Характерной чертой русских сабель того времени была их неоднородность, связанная, с одной стороны, с массовым импортом как готовых клинков, так и сабельных полос, с другой же — с освоением русскими мастерами производства сабель по ввезенным восточным или европейским образцам. Из-за того, что, как уже было отмечено выше, до наших дней дошло крайне мало сабель XVI в., трудно совершенно определенно сказать, какие именно клинки, восточного происхождения, северокавказского или же восточноевропейского, имели наибольшее хождение среди русских служилых людей того времени. Складывается впечатление, что вплоть до конца XVI в. среди дорогих сабель доминировали восточные (турецкие и персидские, возможно, крымские), а среди дешевых — «черкасские», т. е. имевшие происхождение с Северного Кавказа. С конца XVI в. начали постепенно распространяться сабли восточноевропейского происхождения — польского и венгерского. Эти сабли различались по конструктивным особенностям — так, «турские» имели небольшую елмань (обоюдоострое расширение в противоположной от рукояти части клинка), тогда как «польские» обладали более крупной и выраженной елманью. А вот «черкасские» сабли елмани не имели. При этом, как отмечал отечественный исследователь В.С. Курмановский, «возможно, единственной особенностью, объединяющей большинство клинков, изготовленных в России, являются их сравнительно крупные размеры, в первую очередь длина». Связано это было, по его мнению, в том числе и с иным способом применения сабли — в России «основным назначением сабли могла быть сокрушительная рубка, для чего был нужен более крупный и массивный клинок»[538].
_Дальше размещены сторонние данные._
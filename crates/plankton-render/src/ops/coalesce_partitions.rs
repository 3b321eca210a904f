//! `CoalescePartitionsExec`: collapses however many partitions feed it into
//! a single output stream.

use super::common::{self, InputMode};
use crate::model::NodeLayout;
use crate::session::Session;
use crate::Result;
use plankton_core::PlanNode;

pub(super) fn layout(s: &mut Session, node: &PlanNode, x: f64, y: f64) -> Result<NodeLayout> {
    let details = common::detail_lines(node, &["fetch"]);
    let chain = common::layout_chain(
        s,
        node,
        x,
        y,
        &node.operator,
        &details,
        InputMode::AtLeastOne,
    )?;

    let positions = vec![chain.node_box.center_x()];
    let (columns, sort_order) = common::inherit_columns(&chain.children);

    Ok(common::chain_result(chain, 1, positions, columns, sort_order))
}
В заключение этого раздела еще раз подчеркнем — по нашему мнению, какой-либо детальной регламентации и «стандартизации» оборонительного вооружения стрельцов во 2-й половине XVI — начале XVII в. не было. Оборонительное оружие, судя по всему, покупалось стрельцами за свой счет или выдавалось за счет казны из местных арсеналов по ситуации, отсюда, видимо, и наблюдаемый разнобой в свидетельствах современников относительного того, чем же, помимо пищали, были вооружены стрельцы. Вместе с тем определенная тенденции все же, на наш взгляд, может быть выделена. Если топор изначально, судя по всему, входил в набор оборонительного вооружения стрельца (причем на первых порах это мог быть «универсальный» топор, который мог использоваться и как оружие, и как шанцевый инструмент), то сабля на вооружении стрельцов появляется позднее. Вероятно, раньше всего она появляется в элитных, «выборных из выборных» столичных стрелецких приказах, тогда как городовые провинциальные стрельцы были вооружены попроще и дольше держались традиции, унаследованной от пищальников. В целом же в начале XVII в. формируется классический комплект стрелецкого оборонительного вооружения из сабли и боевого топора, который позднее был заменен на бердыш. При этом были возможны и всякого рода эксперименты с «довооружением» стрельцов древковым оружием (теми же рогатинами), которые носили временный, обусловленный требованиями конкретного момента, характер.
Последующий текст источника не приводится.